Alison Leary, a registered nurse and professor of healthcare and workforce modelling at London South Bank University, told PA: “In the UK, we have over 700,000 registered nurses, but only around half of them choose to work in the NHS. So that’s due to pay and conditions, lack of professional development, being undervalued in their work, and also workload.
“So basically, if you are being asked to look after too many patients and you can’t do a good job, then you get dissatisfied and you’d leave and that tends to be what nurses do.
“I can understand why they (nurses) would (strike). And I think often, people would question: what about patient safety if nurses strike? What does that do for patient safety?

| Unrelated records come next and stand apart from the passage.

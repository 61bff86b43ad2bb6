//! Send coordinator: drives one user-message / assistant-reply exchange

use std::sync::Arc;
use tokio::sync::mpsc;
use tokio::task::JoinHandle;
use tokio_util::sync::CancellationToken;

use crate::{
    backend::{Backend, ChatRequest},
    error::{Error, Result},
    events::StoreEvent,
    model::{Attachment, DEFAULT_TITLE, Message, MessageStatus},
    reconciler::{self, Completion, StreamReconciler},
    store::{Store, StoreInner},
};

/// Result of a completed exchange
#[derive(Debug)]
pub struct SendOutcome {
    pub request_id: String,
    pub assistant_message_id: String,
    /// Final status of the assistant message
    pub status: MessageStatus,
    /// The reply was stopped before the backend finished
    pub stopped: bool,
    /// Background title generation, started after a first exchange
    pub title_task: Option<JoinHandle<()>>,
}

/// State captured when an exchange is admitted
struct Prepared {
    request: ChatRequest,
    assistant_message_id: String,
    first_exchange: bool,
}

/// Settles an admitted exchange if the send future is dropped before the
/// reply completes
struct ExchangeGuard<'a> {
    reconciler: &'a StreamReconciler,
    request_id: &'a str,
    armed: bool,
}

impl ExchangeGuard<'_> {
    fn disarm(mut self) {
        self.armed = false;
    }
}

impl Drop for ExchangeGuard<'_> {
    fn drop(&mut self) {
        if self.armed && self.reconciler.abandon(self.request_id) {
            tracing::debug!("Send for request {} dropped; reply settled", self.request_id);
        }
    }
}

/// Runs sends against a backend, routing results through the reconciler
#[derive(Clone)]
pub struct SendCoordinator {
    store: Store,
    backend: Arc<dyn Backend>,
    reconciler: StreamReconciler,
}

impl SendCoordinator {
    pub fn new(store: Store, backend: Arc<dyn Backend>) -> Self {
        let reconciler = StreamReconciler::new(store.clone());
        Self {
            store,
            backend,
            reconciler,
        }
    }

    pub fn reconciler(&self) -> &StreamReconciler {
        &self.reconciler
    }

    pub fn backend(&self) -> &Arc<dyn Backend> {
        &self.backend
    }

    /// Stop generating the reply for a conversation. Whatever has arrived is
    /// kept as the final content.
    pub fn stop(&self, conversation_id: &str) -> bool {
        self.reconciler.cancel_stream(conversation_id)
    }

    /// Send a user message and wait for the reply to settle.
    ///
    /// Only admission failures (unknown conversation, exchange already in
    /// flight) are returned as errors, and those leave state untouched.
    /// Backend failures end up in the assistant message instead. Dropping
    /// the future stops the exchange as [`SendCoordinator::stop`] would.
    pub async fn send(
        &self,
        conversation_id: &str,
        text: impl Into<String>,
        attachments: Vec<Attachment>,
    ) -> Result<SendOutcome> {
        let text = text.into();
        let request_id = uuid::Uuid::new_v4().to_string();
        let cancel = CancellationToken::new();

        let prepared = self.store.update(|inner| {
            prepare(
                inner,
                conversation_id,
                &request_id,
                &text,
                attachments,
                cancel.clone(),
            )
        })?;
        let guard = ExchangeGuard {
            reconciler: &self.reconciler,
            request_id: &request_id,
            armed: true,
        };
        tracing::debug!(
            "Sending request {} for conversation {} ({} messages)",
            request_id,
            conversation_id,
            prepared.request.messages.len()
        );

        let Prepared {
            request,
            assistant_message_id,
            first_exchange,
        } = prepared;
        let model = request.model.clone();

        let (tx, rx) = mpsc::unbounded_channel();
        let consumer = tokio::spawn(self.reconciler.clone().consume(rx));
        let result = self.backend.send_message(request, tx, cancel.clone()).await;

        // Every chunk must be applied before the result path runs
        if let Err(e) = consumer.await {
            tracing::warn!("Stream consumer for {} failed: {}", request_id, e);
        }

        let completion = match result {
            Ok(response) => Completion::with_content(response.content, response.eval_count),
            Err(e) => {
                tracing::warn!("Request {} failed: {}", request_id, e);
                Completion::failed(e.to_string())
            }
        };
        self.reconciler.complete_stream(&request_id, completion);
        guard.disarm();
        let stopped = cancel.is_cancelled();

        let (status, is_error) = self
            .store
            .conversation(conversation_id)
            .and_then(|c| {
                c.message(&assistant_message_id)
                    .map(|m| (m.status, m.is_error))
            })
            .unwrap_or((MessageStatus::Sent, false));

        let title_task = if first_exchange && !stopped && status == MessageStatus::Sent && !is_error {
            Some(self.spawn_title(conversation_id, &model, &text))
        } else {
            None
        };

        Ok(SendOutcome {
            request_id,
            assistant_message_id,
            status,
            stopped,
            title_task,
        })
    }

    /// Best-effort title generation; the title is only applied while the
    /// conversation still carries the default one.
    fn spawn_title(&self, conversation_id: &str, model: &str, first_message: &str) -> JoinHandle<()> {
        let store = self.store.clone();
        let backend = self.backend.clone();
        let conversation_id = conversation_id.to_string();
        let model = model.to_string();
        let first_message = first_message.to_string();

        tokio::spawn(async move {
            let title = match backend.generate_title(&model, &first_message).await {
                Ok(title) => title.trim().to_string(),
                Err(e) => {
                    tracing::warn!("Title generation failed: {}", e);
                    return;
                }
            };
            if title.is_empty() {
                return;
            }
            let untitled = store
                .conversation(&conversation_id)
                .is_some_and(|c| c.title == DEFAULT_TITLE);
            if untitled {
                if let Err(e) = store.rename_conversation(&conversation_id, title) {
                    tracing::debug!("Skipping generated title: {}", e);
                }
            }
        })
    }
}

/// Admit an exchange: append the user message and the reply placeholder in a
/// single transition, register the stream and mark the conversation in flight.
fn prepare(
    inner: &mut StoreInner,
    conversation_id: &str,
    request_id: &str,
    text: &str,
    attachments: Vec<Attachment>,
    cancel: CancellationToken,
) -> Result<Prepared> {
    let conversation = inner
        .state
        .conversation_mut(conversation_id)
        .ok_or_else(|| Error::ConversationNotFound(conversation_id.to_string()))?;
    if inner.in_flight.contains(conversation_id)
        || inner.streams.has_conversation(conversation_id)
        || conversation.pending_reply().is_some()
    {
        return Err(Error::SendInFlight(conversation_id.to_string()));
    }

    let first_exchange = conversation.messages.is_empty();
    let model = conversation.model_name.clone();
    conversation
        .messages
        .push(Message::user(text).with_attachments(attachments));
    conversation.touch();

    // History up to and including the new user message
    let request = ChatRequest {
        request_id: request_id.to_string(),
        model: model.clone(),
        messages: conversation.messages.clone(),
        system_prompt: conversation.system_prompt.clone(),
        parameters: conversation.parameters.clone(),
        stream: true,
    };

    inner.emit(StoreEvent::ConversationChanged {
        conversation_id: conversation_id.to_string(),
    });
    let assistant_message_id =
        reconciler::open_stream(inner, conversation_id, request_id, &model, cancel)?;
    inner.in_flight.insert(conversation_id.to_string());

    Ok(Prepared {
        request,
        assistant_message_id,
        first_exchange,
    })
}
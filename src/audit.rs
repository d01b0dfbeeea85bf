//! Audit trail for access decisions.
//!
//! The engine computes decisions; persisting them is the caller's concern.
//! [`AuditSink`] is the seam: production deployments typically write to a
//! database table, tests and small deployments can use the tracing sink.

use crate::columns::FieldChange;
use crate::decision::AccessDecision;
use crate::errors::Result;
use async_trait::async_trait;
use chrono::{DateTime, Utc};
use serde::{Deserialize, Serialize};
use std::collections::BTreeMap;
use uuid::Uuid;

/// One persisted audit record, derived from a decision.
#[derive(Debug, Clone, Serialize, Deserialize)]
pub struct AuditEntry {
    pub id: Uuid,
    pub decision_id: Uuid,
    pub user_id: String,
    pub record_id: String,
    pub operation: String,
    pub allowed: bool,
    pub partial_access: bool,
    pub denial_reason: Option<String>,
    pub denial_details: Option<String>,
    /// One-line human-readable verdict.
    pub summary: String,
    /// Attribute key/value pairs the ABAC stage consulted.
    pub evaluated_attributes: BTreeMap<String, String>,
    /// Context key/value pairs the CBAC stage consulted.
    pub evaluated_context: BTreeMap<String, String>,
    /// Field diffs from a masked update, when the decision led to one.
    pub field_changes: Vec<FieldChange>,
    pub recorded_at: DateTime<Utc>,
}

impl AuditEntry {
    pub fn from_decision(decision: &AccessDecision) -> Self {
        Self {
            id: Uuid::new_v4(),
            decision_id: decision.decision_id,
            user_id: decision.user_id.clone(),
            record_id: decision.record_id.clone(),
            operation: decision.operation.to_string(),
            allowed: decision.allowed,
            partial_access: decision.partial_access,
            denial_reason: decision.denial_reason.map(|r| r.to_string()),
            denial_details: decision.denial_details.clone(),
            summary: decision.audit_summary(),
            evaluated_attributes: decision
                .abac
                .as_ref()
                .map(|r| r.evaluated_attributes.clone())
                .unwrap_or_default(),
            evaluated_context: decision
                .cbac
                .as_ref()
                .map(|r| r.evaluated_context.clone())
                .unwrap_or_default(),
            field_changes: Vec::new(),
            recorded_at: decision.decided_at,
        }
    }

    /// Attach the field diffs of the update this decision authorized.
    pub fn with_field_changes(mut self, changes: Vec<FieldChange>) -> Self {
        self.field_changes = changes;
        self
    }
}

/// Destination for audit entries.
#[async_trait]
pub trait AuditSink: Send + Sync {
    async fn record(&self, entry: &AuditEntry) -> Result<()>;
}

/// Sink that emits each entry as a structured tracing event.
#[derive(Debug, Default)]
pub struct TracingAuditSink;

impl TracingAuditSink {
    pub fn new() -> Self {
        Self
    }
}

#[async_trait]
impl AuditSink for TracingAuditSink {
    async fn record(&self, entry: &AuditEntry) -> Result<()> {
        tracing::info!(
            audit_id = %entry.id,
            decision_id = %entry.decision_id,
            user = %entry.user_id,
            record = %entry.record_id,
            operation = %entry.operation,
            allowed = entry.allowed,
            partial = entry.partial_access,
            summary = %entry.summary,
            "access audit"
        );
        Ok(())
    }
}
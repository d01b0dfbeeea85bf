//! Ambient request context consumed by context-based (CBAC) checks.
//!
//! The engine never touches a raw HTTP request; the caller resolves the
//! client address and user agent up front and passes the result in.

use serde::{Deserialize, Serialize};
use std::net::IpAddr;

/// Resolved per-request client context.
#[derive(Debug, Clone, Default, Serialize, Deserialize)]
pub struct ClientContext {
    /// Client IP, preferring the first forwarded-for entry over the socket
    /// address.
    pub ip_address: Option<IpAddr>,
    /// Raw User-Agent header value.
    pub user_agent: Option<String>,
}

impl ClientContext {
    /// Create a context from an already-known address.
    pub fn new(ip_address: IpAddr) -> Self {
        Self {
            ip_address: Some(ip_address),
            user_agent: None,
        }
    }

    pub fn with_user_agent(mut self, user_agent: impl Into<String>) -> Self {
        self.user_agent = Some(user_agent.into());
        self
    }

    /// Resolve the client context from header values and the socket address.
    ///
    /// The first entry of `X-Forwarded-For` wins; entries that do not parse
    /// as an address are ignored and the socket address is used instead.
    pub fn resolve(
        forwarded_for: Option<&str>,
        remote_addr: Option<IpAddr>,
        user_agent: Option<&str>,
    ) -> Self {
        let forwarded_ip = forwarded_for
            .and_then(|header| header.split(',').next())
            .and_then(|entry| entry.trim().parse::<IpAddr>().ok());

        Self {
            ip_address: forwarded_ip.or(remote_addr),
            user_agent: user_agent.map(str::to_owned),
        }
    }
}

#[cfg(test)]
mod tests {
    use super::*;

    #[test]
    fn forwarded_for_first_entry_wins() {
        let ctx = ClientContext::resolve(
            Some("10.1.2.3, 203.0.113.7"),
            Some("192.168.0.1".parse().unwrap()),
            Some("integration-test/1.0"),
        );
        assert_eq!(ctx.ip_address, Some("10.1.2.3".parse().unwrap()));
        assert_eq!(ctx.user_agent.as_deref(), Some("integration-test/1.0"));
    }

    #[test]
    fn falls_back_to_socket_address() {
        let ctx = ClientContext::resolve(None, Some("192.168.0.1".parse().unwrap()), None);
        assert_eq!(ctx.ip_address, Some("192.168.0.1".parse().unwrap()));

        let garbage = ClientContext::resolve(
            Some("not-an-ip"),
            Some("192.168.0.1".parse().unwrap()),
            None,
        );
        assert_eq!(garbage.ip_address, Some("192.168.0.1".parse().unwrap()));
    }

    #[test]
    fn no_address_at_all() {
        let ctx = ClientContext::resolve(None, None, None);
        assert_eq!(ctx.ip_address, None);
    }
}
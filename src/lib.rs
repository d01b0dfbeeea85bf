//! Access decision engine combining role-based, attribute-based,
//! context-based, row-level, and column-level security.
//!
//! Every request for a protected record flows through a fixed pipeline
//! (RBAC, then ABAC, then CBAC, then row-level rules) and yields a single
//! auditable [`AccessDecision`] explaining which model allowed or denied it.
//! On the allow path the engine also resolves the visible-column set, so a
//! grant can be partial.
//!
//! # Example
//!
//! ```no_run
//! use record_access::{
//!     AccessEngine, ClientContext, EngineConfig, IdentityContext, Operation,
//!     OrganizationLevel, ProtectedRecord,
//! };
//! use record_access::store::{InMemoryDirectory, InMemoryRuleStore};
//! use std::sync::Arc;
//!
//! # async fn demo() -> record_access::Result<()> {
//! let engine = AccessEngine::new(
//!     EngineConfig::default(),
//!     Arc::new(InMemoryRuleStore::new()),
//!     Arc::new(InMemoryDirectory::new()),
//! );
//!
//! let identity = IdentityContext::new("alice", "Alice").with_team("PLATFORM");
//! let record = ProtectedRecord::new("r1", "Q3 report", OrganizationLevel::Team, "alice")
//!     .with_team("PLATFORM");
//!
//! let decision = engine
//!     .evaluate(&identity, &record, Operation::Read, &ClientContext::default())
//!     .await?;
//! println!("{}", decision.audit_summary());
//! # Ok(())
//! # }
//! ```

pub mod audit;
pub mod columns;
pub mod config;
pub mod context;
pub mod decision;
pub mod engine;
pub mod errors;
pub mod evaluators;
pub mod identity;
pub mod record;
pub mod rules;
pub mod store;

pub use audit::{AuditEntry, AuditSink, TracingAuditSink};
pub use columns::{full_column_set, ColumnResolver, FieldChange, RecordPatch, ALL_COLUMNS};
pub use config::{BusinessHours, EngineConfig};
pub use context::ClientContext;
pub use decision::{
    AbacResult, AccessDecision, CbacResult, DenialReason, RbacResult, RowLevelResult, SubResult,
};
pub use engine::AccessEngine;
pub use errors::{AccessError, Result, RuleError, StoreError};
pub use evaluators::{AccessRequest, Evaluator, Stage};
pub use identity::{ClearanceLevel, IdentityContext, OrganizationLevel};
pub use record::{ProtectedRecord, SensitivityLevel};
pub use rules::{AccessRule, AttributeCondition, Operation, PrincipalType};
pub use store::{DirectoryLookup, RuleStore};
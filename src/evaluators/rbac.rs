//! Role-based access: organization hierarchy plus operation-specific gates.

use super::{AccessRequest, Evaluator, Stage};
use crate::decision::{RbacResult, SubResult};
use crate::errors::Result;
use crate::identity::OrganizationLevel;
use crate::rules::Operation;
use crate::store::DirectoryLookup;
use async_trait::async_trait;
use std::sync::Arc;

/// Role that bypasses the rest of RBAC (not ABAC/CBAC/row-level).
pub const ADMIN_ROLE: &str = "ADMIN";
pub const EXECUTIVE_ROLE: &str = "EXECUTIVE";
pub const DEPARTMENT_MANAGER_ROLE: &str = "DEPARTMENT_MANAGER";
pub const DATA_MANAGER_ROLE: &str = "DATA_MANAGER";
pub const EDITOR_ROLE: &str = "EDITOR";

/// Enforces organization-hierarchy and role-operation constraints.
pub struct RbacEvaluator {
    directory: Arc<dyn DirectoryLookup>,
}

impl RbacEvaluator {
    pub fn new(directory: Arc<dyn DirectoryLookup>) -> Self {
        Self { directory }
    }

    fn deny(reason: String, required_role: Option<&str>) -> SubResult {
        SubResult::Rbac(RbacResult {
            allowed: false,
            matched_role: None,
            required_role: required_role.map(str::to_owned),
            reason: Some(reason),
        })
    }

    /// The organization-level gate: who may see this row at all.
    async fn check_organization_level(
        &self,
        request: &AccessRequest<'_>,
    ) -> Result<Option<SubResult>> {
        let identity = request.identity;
        let record = request.record;

        match record.organization_level {
            OrganizationLevel::Executive => {
                if !identity.is_executive && !identity.has_role(EXECUTIVE_ROLE) {
                    return Ok(Some(Self::deny(
                        "Executive level data requires EXECUTIVE role".to_string(),
                        Some(EXECUTIVE_ROLE),
                    )));
                }
            }
            OrganizationLevel::Department => {
                if !identity.is_executive
                    && !identity.is_department_head
                    && !identity.has_any_role(&[EXECUTIVE_ROLE, DEPARTMENT_MANAGER_ROLE])
                {
                    let in_department = record
                        .department_id
                        .as_deref()
                        .is_some_and(|dept| identity.belongs_to_department(dept));
                    if !in_department {
                        return Ok(Some(Self::deny(
                            format!(
                                "Department level data requires membership in department: {}",
                                record.department_id.as_deref().unwrap_or("<none>")
                            ),
                            None,
                        )));
                    }
                }
            }
            OrganizationLevel::Team => {
                if !identity.is_executive && !identity.is_department_head {
                    let in_team = record
                        .team_id
                        .as_deref()
                        .is_some_and(|team| identity.belongs_to_team(team));
                    if !in_team {
                        return Ok(Some(Self::deny(
                            format!(
                                "Team level data requires membership in team: {}",
                                record.team_id.as_deref().unwrap_or("<none>")
                            ),
                            None,
                        )));
                    }
                }
            }
            OrganizationLevel::Individual => {
                let direct_access = record.is_owned_by(&identity.user_id)
                    || identity.is_executive
                    || identity.is_department_head;
                if !direct_access {
                    // Directory read only happens when it can change the
                    // outcome.
                    let owner_manager = self.directory.manager_of(&record.owner_id).await?;
                    if owner_manager.as_deref() != Some(identity.user_id.as_str()) {
                        return Ok(Some(Self::deny(
                            "Individual level data can only be accessed by owner or their \
                             management chain"
                                .to_string(),
                            None,
                        )));
                    }
                }
            }
        }

        Ok(None)
    }

    /// Operation-specific gates layered on top of the organization-level
    /// check; failing these denies even when the level check passed.
    fn check_operation_roles(request: &AccessRequest<'_>) -> Option<SubResult> {
        let identity = request.identity;
        let is_owner = request.record.is_owned_by(&identity.user_id);

        match request.operation {
            Operation::Delete => {
                if !identity.has_any_role(&[ADMIN_ROLE, DATA_MANAGER_ROLE]) && !is_owner {
                    return Some(Self::deny(
                        "DELETE operation requires ADMIN, DATA_MANAGER role, or data ownership"
                            .to_string(),
                        Some(DATA_MANAGER_ROLE),
                    ));
                }
            }
            Operation::Update => {
                if !identity.has_any_role(&[ADMIN_ROLE, DATA_MANAGER_ROLE, EDITOR_ROLE])
                    && !is_owner
                {
                    return Some(Self::deny(
                        "UPDATE operation requires appropriate role or data ownership".to_string(),
                        Some(EDITOR_ROLE),
                    ));
                }
            }
            Operation::Create | Operation::Read => {}
        }

        None
    }
}

#[async_trait]
impl Evaluator for RbacEvaluator {
    fn stage(&self) -> Stage {
        Stage::Rbac
    }

    async fn evaluate(&self, request: &AccessRequest<'_>) -> Result<SubResult> {
        // Admin bypasses the rest of RBAC entirely.
        if request.identity.has_role(ADMIN_ROLE) {
            return Ok(SubResult::Rbac(RbacResult {
                allowed: true,
                matched_role: Some(ADMIN_ROLE.to_string()),
                ..Default::default()
            }));
        }

        if let Some(denial) = self.check_organization_level(request).await? {
            return Ok(denial);
        }

        if let Some(denial) = Self::check_operation_roles(request) {
            return Ok(denial);
        }

        Ok(SubResult::Rbac(RbacResult {
            allowed: true,
            matched_role: Some(request.identity.joined_roles()),
            ..Default::default()
        }))
    }
}

#[cfg(test)]
mod tests {
    use super::*;
    use crate::context::ClientContext;
    use crate::identity::IdentityContext;
    use crate::record::ProtectedRecord;
    use crate::store::InMemoryDirectory;
    use chrono::Utc;

    fn evaluator() -> (RbacEvaluator, Arc<InMemoryDirectory>) {
        let directory = Arc::new(InMemoryDirectory::new());
        (RbacEvaluator::new(directory.clone()), directory)
    }

    async fn run(
        evaluator: &RbacEvaluator,
        identity: &IdentityContext,
        record: &ProtectedRecord,
        operation: Operation,
    ) -> SubResult {
        let client = ClientContext::default();
        let request = AccessRequest {
            identity,
            record,
            operation,
            client: &client,
            now: Utc::now(),
        };
        evaluator.evaluate(&request).await.unwrap()
    }

    #[tokio::test]
    async fn admin_bypasses_every_organization_level() {
        let (evaluator, _) = evaluator();
        let admin = IdentityContext::new("root", "Root").with_role(ADMIN_ROLE);
        for level in [
            OrganizationLevel::Executive,
            OrganizationLevel::Department,
            OrganizationLevel::Team,
            OrganizationLevel::Individual,
        ] {
            let record = ProtectedRecord::new("r1", "x", level, "someone-else");
            for operation in [
                Operation::Create,
                Operation::Read,
                Operation::Update,
                Operation::Delete,
            ] {
                let result = run(&evaluator, &admin, &record, operation).await;
                assert!(result.allowed(), "{level} {operation} should pass");
            }
        }
    }

    #[tokio::test]
    async fn executive_record_requires_executive() {
        let (evaluator, _) = evaluator();
        let record = ProtectedRecord::new("r1", "x", OrganizationLevel::Executive, "ceo");

        let analyst = IdentityContext::new("bob", "Bob").with_role("ANALYST");
        let result = run(&evaluator, &analyst, &record, Operation::Read).await;
        assert!(!result.allowed());
        assert!(result.reason().unwrap().contains("EXECUTIVE"));

        let exec = IdentityContext::new("eve", "Eve").as_executive();
        assert!(run(&evaluator, &exec, &record, Operation::Read).await.allowed());

        let exec_role = IdentityContext::new("erin", "Erin").with_role(EXECUTIVE_ROLE);
        assert!(
            run(&evaluator, &exec_role, &record, Operation::Read)
                .await
                .allowed()
        );
    }

    #[tokio::test]
    async fn department_record_requires_membership_or_standing() {
        let (evaluator, _) = evaluator();
        let record = ProtectedRecord::new("r1", "x", OrganizationLevel::Department, "carol")
            .with_department("ENG");

        let member = IdentityContext::new("dave", "Dave").with_department("ENG");
        assert!(run(&evaluator, &member, &record, Operation::Read).await.allowed());

        let outsider = IdentityContext::new("oscar", "Oscar").with_department("SALES");
        let denied = run(&evaluator, &outsider, &record, Operation::Read).await;
        assert!(!denied.allowed());
        assert!(denied.reason().unwrap().contains("ENG"));

        let dept_manager =
            IdentityContext::new("mike", "Mike").with_role(DEPARTMENT_MANAGER_ROLE);
        assert!(
            run(&evaluator, &dept_manager, &record, Operation::Read)
                .await
                .allowed()
        );
    }

    #[tokio::test]
    async fn team_record_requires_membership_or_standing() {
        let (evaluator, _) = evaluator();
        let record =
            ProtectedRecord::new("r1", "x", OrganizationLevel::Team, "carol").with_team("CORE");

        let teammate = IdentityContext::new("tess", "Tess").with_team("CORE");
        assert!(run(&evaluator, &teammate, &record, Operation::Read).await.allowed());

        let outsider = IdentityContext::new("oscar", "Oscar").with_team("OTHER");
        assert!(!run(&evaluator, &outsider, &record, Operation::Read).await.allowed());

        let dept_head = IdentityContext::new("harry", "Harry").as_department_head();
        assert!(run(&evaluator, &dept_head, &record, Operation::Read).await.allowed());
    }

    #[tokio::test]
    async fn individual_record_allows_owner_and_their_manager() {
        let (evaluator, directory) = evaluator();
        directory.set_manager("owen", "mallory");
        let record = ProtectedRecord::new("r1", "x", OrganizationLevel::Individual, "owen");

        let owner = IdentityContext::new("owen", "Owen");
        assert!(run(&evaluator, &owner, &record, Operation::Read).await.allowed());

        let manager = IdentityContext::new("mallory", "Mallory");
        assert!(run(&evaluator, &manager, &record, Operation::Read).await.allowed());

        let unrelated = IdentityContext::new("uma", "Uma");
        let denied = run(&evaluator, &unrelated, &record, Operation::Read).await;
        assert!(!denied.allowed());
        assert!(denied.reason().unwrap().contains("management chain"));
    }

    #[tokio::test]
    async fn delete_and_update_have_extra_gates() {
        let (evaluator, _) = evaluator();
        let record =
            ProtectedRecord::new("r1", "x", OrganizationLevel::Team, "carol").with_team("CORE");

        // Team membership alone is not enough for DELETE/UPDATE.
        let teammate = IdentityContext::new("tess", "Tess").with_team("CORE");
        assert!(run(&evaluator, &teammate, &record, Operation::Read).await.allowed());
        assert!(!run(&evaluator, &teammate, &record, Operation::Update).await.allowed());
        assert!(!run(&evaluator, &teammate, &record, Operation::Delete).await.allowed());

        let editor = IdentityContext::new("ed", "Ed").with_team("CORE").with_role(EDITOR_ROLE);
        assert!(run(&evaluator, &editor, &record, Operation::Update).await.allowed());
        // EDITOR does not unlock DELETE.
        assert!(!run(&evaluator, &editor, &record, Operation::Delete).await.allowed());

        let data_manager = IdentityContext::new("dm", "DM")
            .with_team("CORE")
            .with_role(DATA_MANAGER_ROLE);
        assert!(run(&evaluator, &data_manager, &record, Operation::Delete).await.allowed());

        // Ownership unlocks both.
        let owner = IdentityContext::new("carol", "Carol").with_team("CORE");
        assert!(run(&evaluator, &owner, &record, Operation::Update).await.allowed());
        assert!(run(&evaluator, &owner, &record, Operation::Delete).await.allowed());
    }

    #[tokio::test]
    async fn success_reports_joined_roles() {
        let (evaluator, _) = evaluator();
        let record =
            ProtectedRecord::new("r1", "x", OrganizationLevel::Team, "carol").with_team("CORE");
        let identity = IdentityContext::new("tess", "Tess")
            .with_team("CORE")
            .with_roles(["ANALYST", "VIEWER"]);
        let result = run(&evaluator, &identity, &record, Operation::Read).await;
        match result {
            SubResult::Rbac(r) => {
                assert!(r.allowed);
                assert_eq!(r.matched_role.as_deref(), Some("ANALYST,VIEWER"));
            }
            _ => panic!("expected RBAC result"),
        }
    }
}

“The fact is, the health service currently is unsafe; a lot of care is not being delivered. And it’s currently sort of spiralling down. It’s regrettable that they have to resort to industrial action, but I can completely see why they need to resort to industrial action. Without any significant change in policy, healthcare will become even more unsafe.
“It’s certainly the worst I’ve ever seen in 15 years of studying this area and this workforce. I think people are leaving at a faster rate; that’s never a good sign. People are staying for a shorter period of time in the profession, which is also not a good sign.”
In a statement to the i, a Department of Health and Social Care spokesperson said: “We hugely value the dedication and contribution of NHS nurses, and are working to boost recruitment, training and retention to ensure the NHS has a long-term sustainable nursing workforce.
“We are over halfway towards meeting our commitment to recruiting 50,000 more nurses, with nursing numbers over 29,000 higher in May 2022 than they were in September 2019.
“We accepted the recommendations from the independent NHS pay review bodies in full, giving over one million NHS workers, including nurses, a pay rise of at least £1,400 this year.
“We want a fair deal for staff and we know that very high inflation-driven settlements would have a worse impact on pay packets in the long run than proportionate and balanced increases now.
“Industrial action is a matter for unions, and we urge them to carefully consider the potential impacts.”
ITV News has contacted the Department of Health & Social Care for comment.